Among the entries, find the lines with the string "drive" and copy them.

- Opening Delimiter -

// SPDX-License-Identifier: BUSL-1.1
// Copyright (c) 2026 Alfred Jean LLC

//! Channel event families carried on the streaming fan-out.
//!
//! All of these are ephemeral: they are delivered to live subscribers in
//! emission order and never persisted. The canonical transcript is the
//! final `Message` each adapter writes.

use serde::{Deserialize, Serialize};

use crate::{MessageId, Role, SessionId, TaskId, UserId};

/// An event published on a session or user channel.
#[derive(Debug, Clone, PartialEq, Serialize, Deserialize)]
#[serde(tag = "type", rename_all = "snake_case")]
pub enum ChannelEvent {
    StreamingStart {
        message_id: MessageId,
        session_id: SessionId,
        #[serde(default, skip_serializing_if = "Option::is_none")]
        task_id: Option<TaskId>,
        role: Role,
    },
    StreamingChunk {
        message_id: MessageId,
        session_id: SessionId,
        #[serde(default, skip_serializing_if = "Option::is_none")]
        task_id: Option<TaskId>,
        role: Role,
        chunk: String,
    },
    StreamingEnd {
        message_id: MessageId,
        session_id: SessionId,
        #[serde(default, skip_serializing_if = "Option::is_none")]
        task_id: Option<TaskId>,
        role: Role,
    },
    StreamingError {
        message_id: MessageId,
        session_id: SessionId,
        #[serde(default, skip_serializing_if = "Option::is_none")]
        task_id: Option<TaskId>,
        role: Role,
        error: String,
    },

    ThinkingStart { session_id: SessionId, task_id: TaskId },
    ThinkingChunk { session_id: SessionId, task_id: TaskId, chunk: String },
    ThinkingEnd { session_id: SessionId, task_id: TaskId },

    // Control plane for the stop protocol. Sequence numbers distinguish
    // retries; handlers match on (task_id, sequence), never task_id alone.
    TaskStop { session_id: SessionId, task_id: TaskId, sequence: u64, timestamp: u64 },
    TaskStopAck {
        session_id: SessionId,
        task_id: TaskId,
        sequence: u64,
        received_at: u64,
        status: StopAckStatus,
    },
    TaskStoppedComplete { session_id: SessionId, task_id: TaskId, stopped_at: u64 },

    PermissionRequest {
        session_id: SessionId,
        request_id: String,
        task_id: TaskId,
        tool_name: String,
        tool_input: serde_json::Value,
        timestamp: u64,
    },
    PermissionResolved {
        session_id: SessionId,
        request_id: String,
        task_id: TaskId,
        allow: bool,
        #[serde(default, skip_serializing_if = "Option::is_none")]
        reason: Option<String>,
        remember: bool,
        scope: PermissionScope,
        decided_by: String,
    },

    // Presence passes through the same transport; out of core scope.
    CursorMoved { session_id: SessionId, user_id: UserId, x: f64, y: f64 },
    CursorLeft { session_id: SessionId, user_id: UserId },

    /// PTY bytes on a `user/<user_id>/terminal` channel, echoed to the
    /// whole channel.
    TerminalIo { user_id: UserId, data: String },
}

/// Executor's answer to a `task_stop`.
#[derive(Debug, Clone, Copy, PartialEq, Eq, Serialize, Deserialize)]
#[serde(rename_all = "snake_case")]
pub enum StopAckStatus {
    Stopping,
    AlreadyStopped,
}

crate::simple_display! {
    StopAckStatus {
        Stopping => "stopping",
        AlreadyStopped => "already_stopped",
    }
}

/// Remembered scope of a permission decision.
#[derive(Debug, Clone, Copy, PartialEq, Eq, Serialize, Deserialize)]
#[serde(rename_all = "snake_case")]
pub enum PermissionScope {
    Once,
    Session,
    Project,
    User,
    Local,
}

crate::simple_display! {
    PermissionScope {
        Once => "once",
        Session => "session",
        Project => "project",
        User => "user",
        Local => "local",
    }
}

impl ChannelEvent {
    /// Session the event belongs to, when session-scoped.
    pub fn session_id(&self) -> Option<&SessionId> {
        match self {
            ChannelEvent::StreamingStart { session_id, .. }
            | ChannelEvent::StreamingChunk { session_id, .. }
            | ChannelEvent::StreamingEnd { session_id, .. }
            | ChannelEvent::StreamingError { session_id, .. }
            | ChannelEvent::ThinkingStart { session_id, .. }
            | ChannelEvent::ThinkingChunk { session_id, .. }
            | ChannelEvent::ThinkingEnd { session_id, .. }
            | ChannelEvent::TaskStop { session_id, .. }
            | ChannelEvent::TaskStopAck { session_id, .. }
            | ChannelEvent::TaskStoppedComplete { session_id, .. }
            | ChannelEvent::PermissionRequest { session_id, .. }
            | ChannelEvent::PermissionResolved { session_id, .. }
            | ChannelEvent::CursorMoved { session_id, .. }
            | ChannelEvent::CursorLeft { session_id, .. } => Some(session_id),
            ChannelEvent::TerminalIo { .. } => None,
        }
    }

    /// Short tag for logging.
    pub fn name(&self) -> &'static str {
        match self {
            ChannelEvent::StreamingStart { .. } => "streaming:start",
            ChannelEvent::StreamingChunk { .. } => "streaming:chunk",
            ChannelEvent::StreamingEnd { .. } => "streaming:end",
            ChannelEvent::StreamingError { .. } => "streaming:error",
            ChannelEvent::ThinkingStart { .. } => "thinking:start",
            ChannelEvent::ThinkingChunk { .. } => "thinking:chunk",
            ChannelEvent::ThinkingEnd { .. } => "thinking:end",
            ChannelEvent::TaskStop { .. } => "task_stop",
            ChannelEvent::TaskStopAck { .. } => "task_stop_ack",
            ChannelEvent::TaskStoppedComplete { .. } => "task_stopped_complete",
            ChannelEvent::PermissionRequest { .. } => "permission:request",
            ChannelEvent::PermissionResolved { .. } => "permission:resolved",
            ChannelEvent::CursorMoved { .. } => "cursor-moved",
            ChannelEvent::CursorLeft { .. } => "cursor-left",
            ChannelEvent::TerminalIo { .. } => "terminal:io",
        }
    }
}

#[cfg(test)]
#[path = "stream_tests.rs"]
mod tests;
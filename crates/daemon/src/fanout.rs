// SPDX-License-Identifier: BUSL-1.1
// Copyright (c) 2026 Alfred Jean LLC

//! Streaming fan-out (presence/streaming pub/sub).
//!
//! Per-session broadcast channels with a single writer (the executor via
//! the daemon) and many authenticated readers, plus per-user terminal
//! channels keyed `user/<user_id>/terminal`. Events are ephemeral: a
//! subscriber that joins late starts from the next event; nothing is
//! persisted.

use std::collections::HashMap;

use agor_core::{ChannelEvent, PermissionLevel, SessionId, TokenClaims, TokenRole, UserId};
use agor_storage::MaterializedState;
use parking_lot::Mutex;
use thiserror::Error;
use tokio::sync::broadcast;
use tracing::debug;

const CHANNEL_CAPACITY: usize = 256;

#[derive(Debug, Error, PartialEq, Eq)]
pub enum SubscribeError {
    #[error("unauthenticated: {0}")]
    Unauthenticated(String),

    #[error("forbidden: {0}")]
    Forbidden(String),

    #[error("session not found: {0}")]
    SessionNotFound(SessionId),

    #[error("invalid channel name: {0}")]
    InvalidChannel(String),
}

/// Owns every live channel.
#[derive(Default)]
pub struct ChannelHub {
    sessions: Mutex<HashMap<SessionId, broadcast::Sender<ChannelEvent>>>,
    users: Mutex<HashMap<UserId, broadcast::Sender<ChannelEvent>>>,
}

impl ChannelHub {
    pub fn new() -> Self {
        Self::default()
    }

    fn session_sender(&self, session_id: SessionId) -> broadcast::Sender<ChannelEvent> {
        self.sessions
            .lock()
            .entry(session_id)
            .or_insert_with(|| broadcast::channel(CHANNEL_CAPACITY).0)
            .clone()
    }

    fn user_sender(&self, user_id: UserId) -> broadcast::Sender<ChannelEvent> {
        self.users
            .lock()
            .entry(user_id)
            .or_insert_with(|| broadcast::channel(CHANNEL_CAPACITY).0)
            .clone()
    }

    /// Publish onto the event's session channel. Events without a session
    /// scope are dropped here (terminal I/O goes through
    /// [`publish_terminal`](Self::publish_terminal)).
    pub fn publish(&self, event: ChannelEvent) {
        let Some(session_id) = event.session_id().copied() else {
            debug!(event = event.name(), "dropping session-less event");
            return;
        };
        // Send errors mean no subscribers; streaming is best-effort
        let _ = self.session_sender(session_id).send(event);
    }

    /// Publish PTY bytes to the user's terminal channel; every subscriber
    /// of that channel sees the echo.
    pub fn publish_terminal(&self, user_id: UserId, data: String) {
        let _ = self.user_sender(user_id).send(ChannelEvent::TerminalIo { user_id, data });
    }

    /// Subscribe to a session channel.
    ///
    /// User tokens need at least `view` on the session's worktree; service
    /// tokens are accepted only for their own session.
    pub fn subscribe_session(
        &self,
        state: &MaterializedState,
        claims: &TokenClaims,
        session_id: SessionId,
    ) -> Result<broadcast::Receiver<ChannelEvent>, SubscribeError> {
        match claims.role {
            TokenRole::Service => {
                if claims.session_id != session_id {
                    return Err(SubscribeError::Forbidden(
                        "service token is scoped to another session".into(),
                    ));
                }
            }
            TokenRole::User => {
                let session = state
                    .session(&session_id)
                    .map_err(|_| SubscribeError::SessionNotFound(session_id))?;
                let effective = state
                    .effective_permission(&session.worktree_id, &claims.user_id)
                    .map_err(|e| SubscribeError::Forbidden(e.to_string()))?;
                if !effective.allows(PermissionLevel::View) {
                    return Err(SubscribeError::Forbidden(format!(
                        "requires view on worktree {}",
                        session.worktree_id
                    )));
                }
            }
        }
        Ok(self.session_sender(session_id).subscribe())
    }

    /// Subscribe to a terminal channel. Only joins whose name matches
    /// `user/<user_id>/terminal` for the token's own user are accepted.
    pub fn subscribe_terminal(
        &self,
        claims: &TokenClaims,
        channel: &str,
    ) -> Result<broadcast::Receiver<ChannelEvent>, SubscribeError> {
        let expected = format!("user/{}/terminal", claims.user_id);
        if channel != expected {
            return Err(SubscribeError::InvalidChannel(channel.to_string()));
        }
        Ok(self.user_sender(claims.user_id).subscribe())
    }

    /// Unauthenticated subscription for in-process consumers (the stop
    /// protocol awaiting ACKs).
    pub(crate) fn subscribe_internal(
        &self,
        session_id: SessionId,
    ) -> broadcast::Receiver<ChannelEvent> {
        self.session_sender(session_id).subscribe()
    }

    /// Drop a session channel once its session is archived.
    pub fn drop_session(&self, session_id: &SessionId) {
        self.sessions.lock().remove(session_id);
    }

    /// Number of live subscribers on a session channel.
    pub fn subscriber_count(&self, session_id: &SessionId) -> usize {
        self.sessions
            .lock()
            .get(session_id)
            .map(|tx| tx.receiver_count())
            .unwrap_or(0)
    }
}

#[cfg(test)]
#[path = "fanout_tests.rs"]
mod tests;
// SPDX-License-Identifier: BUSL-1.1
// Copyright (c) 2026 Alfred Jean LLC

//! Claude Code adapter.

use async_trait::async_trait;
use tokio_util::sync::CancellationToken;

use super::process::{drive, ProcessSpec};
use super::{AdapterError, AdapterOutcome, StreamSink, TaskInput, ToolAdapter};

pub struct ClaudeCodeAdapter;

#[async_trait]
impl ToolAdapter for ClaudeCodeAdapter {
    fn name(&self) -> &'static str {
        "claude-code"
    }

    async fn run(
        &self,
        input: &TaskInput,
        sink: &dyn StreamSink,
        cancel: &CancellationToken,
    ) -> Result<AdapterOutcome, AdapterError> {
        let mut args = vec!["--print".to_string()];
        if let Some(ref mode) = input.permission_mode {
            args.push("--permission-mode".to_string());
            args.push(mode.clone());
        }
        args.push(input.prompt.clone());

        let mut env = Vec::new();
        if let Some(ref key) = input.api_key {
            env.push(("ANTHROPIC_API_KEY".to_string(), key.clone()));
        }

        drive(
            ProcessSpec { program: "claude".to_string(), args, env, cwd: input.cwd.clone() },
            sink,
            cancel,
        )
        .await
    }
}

- Closing Delimiter -
- Opening Delimiter -

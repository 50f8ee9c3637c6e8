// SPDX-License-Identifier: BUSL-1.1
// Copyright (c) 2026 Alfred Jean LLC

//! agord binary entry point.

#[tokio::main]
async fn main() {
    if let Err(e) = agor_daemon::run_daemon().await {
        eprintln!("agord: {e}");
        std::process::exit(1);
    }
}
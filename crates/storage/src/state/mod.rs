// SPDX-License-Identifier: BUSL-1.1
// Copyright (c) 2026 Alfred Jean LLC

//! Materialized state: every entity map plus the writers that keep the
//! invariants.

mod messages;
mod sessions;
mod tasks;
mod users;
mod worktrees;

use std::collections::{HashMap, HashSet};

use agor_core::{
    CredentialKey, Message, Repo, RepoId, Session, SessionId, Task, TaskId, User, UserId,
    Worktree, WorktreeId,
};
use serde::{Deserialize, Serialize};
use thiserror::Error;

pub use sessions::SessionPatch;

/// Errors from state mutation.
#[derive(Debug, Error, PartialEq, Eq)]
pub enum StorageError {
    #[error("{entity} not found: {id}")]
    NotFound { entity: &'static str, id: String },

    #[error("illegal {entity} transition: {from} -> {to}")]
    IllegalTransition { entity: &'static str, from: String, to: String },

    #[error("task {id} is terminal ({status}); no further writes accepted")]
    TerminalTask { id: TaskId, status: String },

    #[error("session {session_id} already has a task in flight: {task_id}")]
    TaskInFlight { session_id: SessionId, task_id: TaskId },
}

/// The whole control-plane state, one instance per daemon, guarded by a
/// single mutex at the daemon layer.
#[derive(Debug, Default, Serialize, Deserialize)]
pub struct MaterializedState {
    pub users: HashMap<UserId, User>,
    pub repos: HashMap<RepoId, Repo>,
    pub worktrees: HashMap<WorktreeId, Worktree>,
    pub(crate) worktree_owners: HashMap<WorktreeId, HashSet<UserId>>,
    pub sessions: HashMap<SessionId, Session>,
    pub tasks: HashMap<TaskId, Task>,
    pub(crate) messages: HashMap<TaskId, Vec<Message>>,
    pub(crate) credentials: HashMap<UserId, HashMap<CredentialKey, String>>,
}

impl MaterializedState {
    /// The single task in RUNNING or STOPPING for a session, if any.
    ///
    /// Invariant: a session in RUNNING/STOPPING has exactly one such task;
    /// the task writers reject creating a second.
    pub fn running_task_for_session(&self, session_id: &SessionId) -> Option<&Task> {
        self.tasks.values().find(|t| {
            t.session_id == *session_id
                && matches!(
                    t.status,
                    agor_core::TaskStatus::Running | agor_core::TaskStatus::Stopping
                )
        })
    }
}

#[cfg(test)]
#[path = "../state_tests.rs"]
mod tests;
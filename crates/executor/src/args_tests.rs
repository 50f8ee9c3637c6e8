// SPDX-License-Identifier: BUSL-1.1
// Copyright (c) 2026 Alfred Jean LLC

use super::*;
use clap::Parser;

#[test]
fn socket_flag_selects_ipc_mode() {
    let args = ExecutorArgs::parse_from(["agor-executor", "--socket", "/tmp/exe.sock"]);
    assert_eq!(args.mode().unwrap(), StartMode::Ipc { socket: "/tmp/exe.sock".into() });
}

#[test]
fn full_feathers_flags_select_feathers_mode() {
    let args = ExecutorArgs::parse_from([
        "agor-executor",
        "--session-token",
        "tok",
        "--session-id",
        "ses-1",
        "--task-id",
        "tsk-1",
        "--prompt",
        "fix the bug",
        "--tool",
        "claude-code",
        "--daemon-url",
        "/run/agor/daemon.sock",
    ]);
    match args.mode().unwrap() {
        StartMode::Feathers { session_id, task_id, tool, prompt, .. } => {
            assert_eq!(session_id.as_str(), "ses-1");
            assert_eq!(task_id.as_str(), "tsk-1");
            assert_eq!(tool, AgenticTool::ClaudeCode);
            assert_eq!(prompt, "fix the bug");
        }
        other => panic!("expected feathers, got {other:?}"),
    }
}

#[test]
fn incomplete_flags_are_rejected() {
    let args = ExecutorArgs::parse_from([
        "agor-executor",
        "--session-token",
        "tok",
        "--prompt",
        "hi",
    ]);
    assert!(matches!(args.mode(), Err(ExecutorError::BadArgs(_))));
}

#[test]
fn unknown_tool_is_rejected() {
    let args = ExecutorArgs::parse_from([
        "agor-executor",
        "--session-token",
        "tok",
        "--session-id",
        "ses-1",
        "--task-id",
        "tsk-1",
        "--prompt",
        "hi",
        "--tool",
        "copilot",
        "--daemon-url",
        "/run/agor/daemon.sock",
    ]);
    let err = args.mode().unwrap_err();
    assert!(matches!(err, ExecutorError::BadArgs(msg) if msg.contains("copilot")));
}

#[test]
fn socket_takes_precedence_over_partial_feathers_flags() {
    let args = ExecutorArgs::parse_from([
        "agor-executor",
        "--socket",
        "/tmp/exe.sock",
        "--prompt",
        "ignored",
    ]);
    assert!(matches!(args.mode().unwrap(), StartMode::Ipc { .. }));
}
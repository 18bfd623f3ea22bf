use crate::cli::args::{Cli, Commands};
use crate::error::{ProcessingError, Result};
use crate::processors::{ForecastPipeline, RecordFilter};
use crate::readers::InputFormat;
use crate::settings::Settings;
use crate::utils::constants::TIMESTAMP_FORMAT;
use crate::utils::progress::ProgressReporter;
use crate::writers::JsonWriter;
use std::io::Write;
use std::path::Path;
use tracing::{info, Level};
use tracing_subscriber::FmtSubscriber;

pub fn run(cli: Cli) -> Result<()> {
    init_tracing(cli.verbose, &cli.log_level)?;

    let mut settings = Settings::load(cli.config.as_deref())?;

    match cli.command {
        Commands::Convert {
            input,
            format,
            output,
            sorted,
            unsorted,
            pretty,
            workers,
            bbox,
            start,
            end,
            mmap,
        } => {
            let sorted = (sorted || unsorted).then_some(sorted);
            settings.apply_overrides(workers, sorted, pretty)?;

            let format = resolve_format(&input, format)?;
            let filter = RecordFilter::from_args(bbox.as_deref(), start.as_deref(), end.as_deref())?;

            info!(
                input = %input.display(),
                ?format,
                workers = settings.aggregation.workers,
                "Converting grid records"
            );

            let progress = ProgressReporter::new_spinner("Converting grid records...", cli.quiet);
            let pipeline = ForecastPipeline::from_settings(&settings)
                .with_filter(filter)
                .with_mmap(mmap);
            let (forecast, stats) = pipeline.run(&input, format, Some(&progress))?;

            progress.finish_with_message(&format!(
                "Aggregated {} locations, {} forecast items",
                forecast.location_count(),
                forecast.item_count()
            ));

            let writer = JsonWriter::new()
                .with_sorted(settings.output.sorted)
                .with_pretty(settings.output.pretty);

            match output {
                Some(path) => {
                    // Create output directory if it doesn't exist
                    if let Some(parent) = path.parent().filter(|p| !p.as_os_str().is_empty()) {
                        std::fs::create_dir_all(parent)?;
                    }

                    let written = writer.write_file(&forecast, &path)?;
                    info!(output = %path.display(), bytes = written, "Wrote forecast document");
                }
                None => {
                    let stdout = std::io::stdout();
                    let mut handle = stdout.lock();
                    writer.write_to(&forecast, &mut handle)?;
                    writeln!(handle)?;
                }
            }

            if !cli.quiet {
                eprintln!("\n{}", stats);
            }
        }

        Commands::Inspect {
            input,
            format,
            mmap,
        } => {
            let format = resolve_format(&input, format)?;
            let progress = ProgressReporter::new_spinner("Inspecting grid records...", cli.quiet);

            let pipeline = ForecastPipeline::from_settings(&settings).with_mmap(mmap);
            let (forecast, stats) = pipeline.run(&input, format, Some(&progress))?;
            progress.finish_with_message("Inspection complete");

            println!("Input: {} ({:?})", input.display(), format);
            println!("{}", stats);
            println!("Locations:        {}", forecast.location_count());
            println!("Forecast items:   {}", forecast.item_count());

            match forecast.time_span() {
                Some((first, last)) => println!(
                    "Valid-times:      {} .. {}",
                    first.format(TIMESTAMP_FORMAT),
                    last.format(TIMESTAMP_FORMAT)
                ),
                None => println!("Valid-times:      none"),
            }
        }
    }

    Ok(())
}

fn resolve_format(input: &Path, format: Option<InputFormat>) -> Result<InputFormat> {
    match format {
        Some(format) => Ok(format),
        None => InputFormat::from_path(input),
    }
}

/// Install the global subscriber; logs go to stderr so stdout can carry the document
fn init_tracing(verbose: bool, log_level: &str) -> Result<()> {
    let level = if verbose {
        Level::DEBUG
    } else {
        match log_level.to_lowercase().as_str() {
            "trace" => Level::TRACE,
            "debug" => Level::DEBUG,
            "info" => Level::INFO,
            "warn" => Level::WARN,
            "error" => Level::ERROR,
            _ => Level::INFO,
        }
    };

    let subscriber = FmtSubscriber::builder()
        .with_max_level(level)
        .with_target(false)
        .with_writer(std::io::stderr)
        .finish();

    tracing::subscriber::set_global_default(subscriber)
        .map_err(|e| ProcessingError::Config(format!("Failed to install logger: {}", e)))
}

- Closing Delimiter -

> Answer space:
use super::process::{drive, ProcessSpec};
        drive(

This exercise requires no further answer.